▸ **AIM OF THE EXERCISE**:
What lines in the entries hold the string "Serialization"? List them.
· · · · · · ·
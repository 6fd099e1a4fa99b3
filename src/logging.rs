//! Logging initialisation via tracing-subscriber.
//!
//! Call [`init`] once at startup after the configuration is loaded.
//! `RUST_LOG` wins over the configured level when it parses.

use crate::errors::{AlfredError, Result};
use std::path::Path;
use tracing::level_filters::LevelFilter;
use tracing_subscriber::fmt::writer::BoxMakeWriter;
use tracing_subscriber::EnvFilter;

/// Install the global subscriber, writing to `log_file` or stderr
pub fn init(level: &str, log_file: Option<&Path>) -> Result<()> {
    let filter = EnvFilter::try_from_default_env()
        .or_else(|_| EnvFilter::try_new(level))
        .map_err(|e| AlfredError::Config(format!("invalid log level '{}': {}", level, e)))?;

    let writer = match log_file {
        Some(path) => {
            if let Some(parent) = path.parent() {
                std::fs::create_dir_all(parent)?;
            }
            let file = std::fs::OpenOptions::new()
                .create(true)
                .append(true)
                .open(path)
                .map_err(|e| {
                    AlfredError::Config(format!(
                        "failed to open log file '{}': {}",
                        path.display(),
                        e
                    ))
                })?;
            BoxMakeWriter::new(file)
        }
        None => BoxMakeWriter::new(std::io::stderr),
    };

    tracing_subscriber::fmt()
        .with_env_filter(filter)
        .with_writer(writer)
        .with_target(false)
        .try_init()
        .map_err(|e| AlfredError::Config(format!("failed to set subscriber: {}", e)))?;

    Ok(())
}

/// Parse a level string, rejecting empty and unknown values
pub fn parse_level(level: &str) -> Result<LevelFilter> {
    if level.is_empty() {
        return Err(AlfredError::Config("log level must not be empty".into()));
    }
    level
        .parse::<LevelFilter>()
        .map_err(|_| AlfredError::Config(format!("unrecognised log level: '{}'", level)))
}
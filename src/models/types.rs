//! Type definitions for model routing and provider wire formats

use serde::{Deserialize, Serialize};
use std::fmt;
use std::str::FromStr;

/// Coarse task category used for model preference lookup
#[derive(Debug, Clone, Copy, PartialEq, Eq, Hash, PartialOrd, Ord, Serialize, Deserialize)]
#[serde(rename_all = "lowercase")]
pub enum TaskType {
    Coding,
    Reasoning,
    Creative,
}

impl TaskType {
    pub const ALL: [TaskType; 3] = [TaskType::Coding, TaskType::Reasoning, TaskType::Creative];

    pub fn as_str(&self) -> &'static str {
        match self {
            TaskType::Coding => "coding",
            TaskType::Reasoning => "reasoning",
            TaskType::Creative => "creative",
        }
    }
}

impl fmt::Display for TaskType {
    fn fmt(&self, f: &mut fmt::Formatter<'_>) -> fmt::Result {
        f.write_str(self.as_str())
    }
}

impl FromStr for TaskType {
    type Err = String;

    fn from_str(s: &str) -> Result<Self, Self::Err> {
        match s.to_lowercase().as_str() {
            "coding" => Ok(TaskType::Coding),
            "reasoning" => Ok(TaskType::Reasoning),
            "creative" => Ok(TaskType::Creative),
            other => Err(format!("unknown task type: {}", other)),
        }
    }
}

/// Router view of one available provider
#[derive(Debug, Clone, PartialEq, Eq, Serialize)]
pub struct ModelInfo {
    pub name: String,
    pub available: bool,
    /// Task types whose preference resolves to this provider
    pub preferred_for: Vec<TaskType>,
}

/// Sampling parameters shared by every provider
#[derive(Debug, Clone, Copy, PartialEq)]
pub struct CompletionSettings {
    pub max_tokens: u32,
    pub temperature: f64,
}

impl Default for CompletionSettings {
    fn default() -> Self {
        Self {
            max_tokens: 4000,
            temperature: 0.1,
        }
    }
}

/// Anthropic Messages API response (text blocks only)
#[derive(Debug, Deserialize)]
pub struct AnthropicResponse {
    pub content: Vec<AnthropicContent>,
}

#[derive(Debug, Deserialize)]
pub struct AnthropicContent {
    #[serde(rename = "type")]
    pub kind: String,
    #[serde(default)]
    pub text: Option<String>,
}

/// OpenAI Chat Completions response
#[derive(Debug, Deserialize)]
pub struct ChatCompletionResponse {
    pub choices: Vec<ChatChoice>,
}

#[derive(Debug, Deserialize)]
pub struct ChatChoice {
    pub message: ChatMessage,
}

#[derive(Debug, Deserialize)]
pub struct ChatMessage {
    #[serde(default)]
    pub content: Option<String>,
}

/// Response from Ollama /api/generate with `stream: false`
#[derive(Debug, Deserialize)]
pub struct GenerateResponse {
    pub response: String,
    #[serde(default)]
    pub done: bool,
}
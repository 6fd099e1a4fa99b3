//! Plugin system
//!
//! - Manifest discovery, toggling and install (registry)
//! - Timed, serialized invocation (executor)
//! - Directive scanning over model replies (dispatch)
//! - Script runtime and shell runner (implementations)

pub mod dispatch;
pub mod executor;
pub mod implementations;
pub mod registry;
pub mod security;
pub mod types;

pub use dispatch::{has_plugin_indicators, parse_tool_call, Directive, ToolCall};
pub use executor::PluginExecutor;
pub use implementations::ScriptPlugin;
pub use registry::{PluginEntry, PluginRegistry};
pub use security::EntryJail;
pub use types::{Plugin, PluginArgs, PluginManifest, PluginStats, PluginTable, MANIFEST_FILE};
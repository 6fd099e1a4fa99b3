//! Confirmation prompts using rustyline

use anyhow::Result;
use rustyline::error::ReadlineError;
use rustyline::DefaultEditor;

/// Ask a yes/no question; anything but `y`/`yes` is a no
///
/// Ctrl-C and Ctrl-D count as no.
pub fn confirm(question: &str) -> Result<bool> {
    let mut editor = DefaultEditor::new()?;
    match editor.readline(&format!("{} [y/N]: ", question)) {
        Ok(line) => Ok(is_affirmative(&line)),
        Err(ReadlineError::Interrupted) | Err(ReadlineError::Eof) => Ok(false),
        Err(e) => Err(e.into()),
    }
}

pub fn is_affirmative(answer: &str) -> bool {
    matches!(answer.trim().to_lowercase().as_str(), "y" | "yes")
}

#[cfg(test)]
mod tests {
    use super::*;

    #[test]
    fn test_is_affirmative() {
        assert!(is_affirmative("y"));
        assert!(is_affirmative(" YES "));
        assert!(!is_affirmative(""));
        assert!(!is_affirmative("no"));
        assert!(!is_affirmative("yep"));
    }
}
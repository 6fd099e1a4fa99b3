//! Error types for Alfred
//!
//! One error enum for the whole library. Plugin invocation failures get
//! their own variants so callers can tell "unknown plugin" apart from
//! "plugin disabled" without string matching.

use thiserror::Error;

/// Main error type for the Alfred orchestration shell
#[derive(Error, Debug)]
pub enum AlfredError {
    /// No plugin registered under this name
    #[error("Plugin not found: {0}")]
    PluginNotFound(String),

    /// Plugin is registered but disabled
    #[error("Plugin not enabled: {0}")]
    PluginNotEnabled(String),

    /// Plugin is enabled but its module failed to load
    #[error("Plugin module not loaded: {0}")]
    PluginNotLoaded(String),

    /// Plugin does not expose the requested method
    #[error("Method {method} not found in plugin {plugin}")]
    MethodNotFound { plugin: String, method: String },

    /// Wall-clock deadline exceeded
    #[error("Plugin execution timed out after {duration_ms}ms")]
    Timeout { duration_ms: u64 },

    /// Manifest read/parse errors
    #[error("Invalid plugin manifest: {0}")]
    Manifest(String),

    /// Failure raised inside plugin code or a spawned command
    #[error("Execution failed: {0}")]
    Execution(String),

    /// Task state machine misuse
    #[error("Invalid task transition from {from} on {event}")]
    InvalidTransition { from: String, event: String },

    /// Provider returned an error or an unexpected payload
    #[error("Model provider {provider} failed: {reason}")]
    Provider { provider: String, reason: String },

    /// Nothing configured to route to
    #[error("No LLM models available - check API key configuration")]
    NoProviderAvailable,

    /// Model name that no provider implements
    #[error("Unsupported model: {0}")]
    UnsupportedModel(String),

    /// Vector store errors
    #[error("Memory store error: {0}")]
    Memory(String),

    /// Configuration errors
    #[error("Configuration error: {0}")]
    Config(String),

    /// HTTP client errors
    #[error("HTTP request failed: {0}")]
    Http(#[from] reqwest::Error),

    /// Serialization errors
    #[error("Serialization error: {0}")]
    Serialization(#[from] serde_json::Error),

    /// I/O errors
    #[error("I/O error: {0}")]
    Io(#[from] std::io::Error),
}

/// Result type alias for Alfred operations
pub type Result<T> = std::result::Result<T, AlfredError>;

impl AlfredError {
    /// Shorthand for provider failures
    pub fn provider(provider: impl Into<String>, reason: impl Into<String>) -> Self {
        AlfredError::Provider {
            provider: provider.into(),
            reason: reason.into(),
        }
    }

    /// True for the four "cannot dispatch" kinds raised before plugin code runs
    pub fn is_dispatch_error(&self) -> bool {
        matches!(
            self,
            AlfredError::PluginNotFound(_)
                | AlfredError::PluginNotEnabled(_)
                | AlfredError::PluginNotLoaded(_)
                | AlfredError::MethodNotFound { .. }
        )
    }
}

#[cfg(test)]
mod tests {
    use super::*;

    #[test]
    fn test_error_display() {
        let err = AlfredError::MethodNotFound {
            plugin: "calculator".to_string(),
            method: "divide".to_string(),
        };
        assert_eq!(err.to_string(), "Method divide not found in plugin calculator");
    }

    #[test]
    fn test_timeout_display() {
        let err = AlfredError::Timeout { duration_ms: 300_000 };
        assert!(err.to_string().contains("timed out after 300000ms"));
    }

    #[test]
    fn test_dispatch_error_classification() {
        assert!(AlfredError::PluginNotFound("x".into()).is_dispatch_error());
        assert!(AlfredError::PluginNotEnabled("x".into()).is_dispatch_error());
        assert!(AlfredError::PluginNotLoaded("x".into()).is_dispatch_error());
        assert!(!AlfredError::Timeout { duration_ms: 1 }.is_dispatch_error());
        assert!(!AlfredError::Execution("boom".into()).is_dispatch_error());
    }

    #[test]
    fn test_io_conversion() {
        let io = std::io::Error::new(std::io::ErrorKind::NotFound, "gone");
        let err: AlfredError = io.into();
        assert!(matches!(err, AlfredError::Io(_)));
    }
}
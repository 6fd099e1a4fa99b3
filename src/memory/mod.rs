//! Persistent memory
//!
//! [`MemoryEngine`] wraps a [`MemoryStore`] backend. Engine operations never
//! fail the caller: errors are logged and an empty result is returned.
//! Only construction, export and import report errors.

pub mod chroma;
pub mod embedding;
pub mod local;
pub mod store;
pub mod types;

pub use chroma::ChromaStore;
pub use local::LocalStore;
pub use store::MemoryStore;
pub use types::{ExportEntry, MemoryExport, MemoryRecord, MemoryStats, Metadata};

use crate::config::Config;
use crate::errors::{AlfredError, Result};
use chrono::Utc;
use serde_json::json;
use std::path::Path;
use std::sync::atomic::{AtomicU64, Ordering};
use tracing::{debug, error, info};

pub struct MemoryEngine {
    store: Box<dyn MemoryStore>,
    queries: AtomicU64,
}

impl MemoryEngine {
    pub fn new(store: Box<dyn MemoryStore>) -> Self {
        Self {
            store,
            queries: AtomicU64::new(0),
        }
    }

    /// Open the backend named by `memory.vector_store`
    pub async fn from_config(config: &Config) -> Result<Self> {
        let memory = &config.memory;
        let store: Box<dyn MemoryStore> = match memory.vector_store.as_str() {
            "local" => Box::new(LocalStore::open(
                config.memory_dir().join(local::LOCAL_STORE_FILE),
                memory.max_memory_size,
            )?),
            "chromadb" => Box::new(
                ChromaStore::connect(
                    &memory.chroma_url,
                    &memory.collection,
                    config.llm.request_timeout_secs,
                )
                .await?,
            ),
            other => {
                return Err(AlfredError::Config(format!("unknown vector store: {}", other)));
            }
        };
        info!(backend = store.backend(), "Memory engine initialized");
        Ok(Self::new(store))
    }

    pub fn backend(&self) -> &str {
        self.store.backend()
    }

    /// Store a prompt/response pair; returns the new id
    pub async fn store_interaction(
        &self,
        prompt: &str,
        response: &str,
        extra: Metadata,
    ) -> Option<String> {
        let mut metadata = Metadata::new();
        metadata.insert("type".into(), json!("interaction"));
        metadata.insert("prompt_length".into(), json!(prompt.chars().count()));
        metadata.insert("response_length".into(), json!(response.chars().count()));
        metadata.insert("created_at".into(), json!(Utc::now().to_rfc3339()));
        metadata.insert("access_count".into(), json!(0));
        metadata.extend(extra);

        let content = format!("Prompt: {}\nResponse: {}", prompt, response);
        self.add(MemoryRecord::new(content, metadata), "interaction").await
    }

    /// Store a standalone fact under `category`
    pub async fn store_fact(&self, fact: &str, category: &str, extra: Metadata) -> Option<String> {
        let mut metadata = Metadata::new();
        metadata.insert("type".into(), json!("fact"));
        metadata.insert("category".into(), json!(category));
        metadata.insert("created_at".into(), json!(Utc::now().to_rfc3339()));
        metadata.insert("access_count".into(), json!(0));
        metadata.extend(extra);

        self.add(MemoryRecord::new(fact, metadata), "fact").await
    }

    async fn add(&self, record: MemoryRecord, kind: &str) -> Option<String> {
        let id = record.id.clone();
        match self.store.add(record).await {
            Ok(()) => {
                debug!(id = %id, kind, "Stored memory");
                Some(id)
            }
            Err(e) => {
                error!(kind, "Failed to store memory: {}", e);
                None
            }
        }
    }

    /// Documents most relevant to `query`
    pub async fn search(&self, query: &str, limit: usize) -> Vec<String> {
        self.queries.fetch_add(1, Ordering::Relaxed);
        match self.store.query(query, limit).await {
            Ok(records) => {
                debug!(results = records.len(), "Memory search");
                records.into_iter().map(|r| r.document).collect()
            }
            Err(e) => {
                error!("Memory search failed: {}", e);
                Vec::new()
            }
        }
    }

    /// Newest documents first, by `created_at`
    pub async fn list_recent(&self, limit: usize) -> Vec<String> {
        match self.store.all().await {
            Ok(mut records) => {
                records.sort_by(|a, b| b.created_at().cmp(a.created_at()));
                records.into_iter().take(limit).map(|r| r.document).collect()
            }
            Err(e) => {
                error!("Failed to list recent memories: {}", e);
                Vec::new()
            }
        }
    }

    pub async fn clear(&self) -> bool {
        match self.store.clear().await {
            Ok(()) => {
                info!("Memory cleared successfully");
                true
            }
            Err(e) => {
                error!("Failed to clear memory: {}", e);
                false
            }
        }
    }

    pub async fn stats(&self) -> MemoryStats {
        let count = self.store.count().await;
        if let Err(e) = &count {
            error!("Failed to get memory stats: {}", e);
        }
        MemoryStats {
            backend: self.backend().to_string(),
            healthy: count.is_ok(),
            total: count.unwrap_or(0),
            queries: self.queries.load(Ordering::Relaxed),
        }
    }

    /// `Healthy` or `Unhealthy: <reason>`
    pub async fn is_healthy(&self) -> String {
        match self.store.count().await {
            Ok(_) => "Healthy".to_string(),
            Err(e) => {
                error!("Memory health check failed: {}", e);
                format!("Unhealthy: {}", e)
            }
        }
    }

    /// Write every record to `path` as a JSON export
    pub async fn export(&self, path: &Path) -> Result<usize> {
        let records = self.store.all().await?;
        let export = MemoryExport {
            exported_at: Utc::now(),
            total_entries: records.len(),
            entries: records
                .into_iter()
                .map(|r| ExportEntry {
                    document: r.document,
                    metadata: r.metadata,
                })
                .collect(),
        };

        let json = serde_json::to_string_pretty(&export)?;
        tokio::fs::write(path, json).await?;
        info!(entries = export.total_entries, "Memory exported to {}", path.display());
        Ok(export.total_entries)
    }

    /// Add every entry of an export file under fresh ids
    pub async fn import(&self, path: &Path) -> Result<usize> {
        let raw = tokio::fs::read_to_string(path).await?;
        let export: MemoryExport = serde_json::from_str(&raw)?;

        let mut imported = 0;
        for entry in export.entries {
            self.store
                .add(MemoryRecord::new(entry.document, entry.metadata))
                .await?;
            imported += 1;
        }
        info!(imported, "Imported memory entries from {}", path.display());
        Ok(imported)
    }
}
· · · · · · ·
▸ **THE COMPLETED TASK**:
    /// Serialization errors
    #[error("Serialization error: {0}")]
    Serialization(#[from] serde_json::Error),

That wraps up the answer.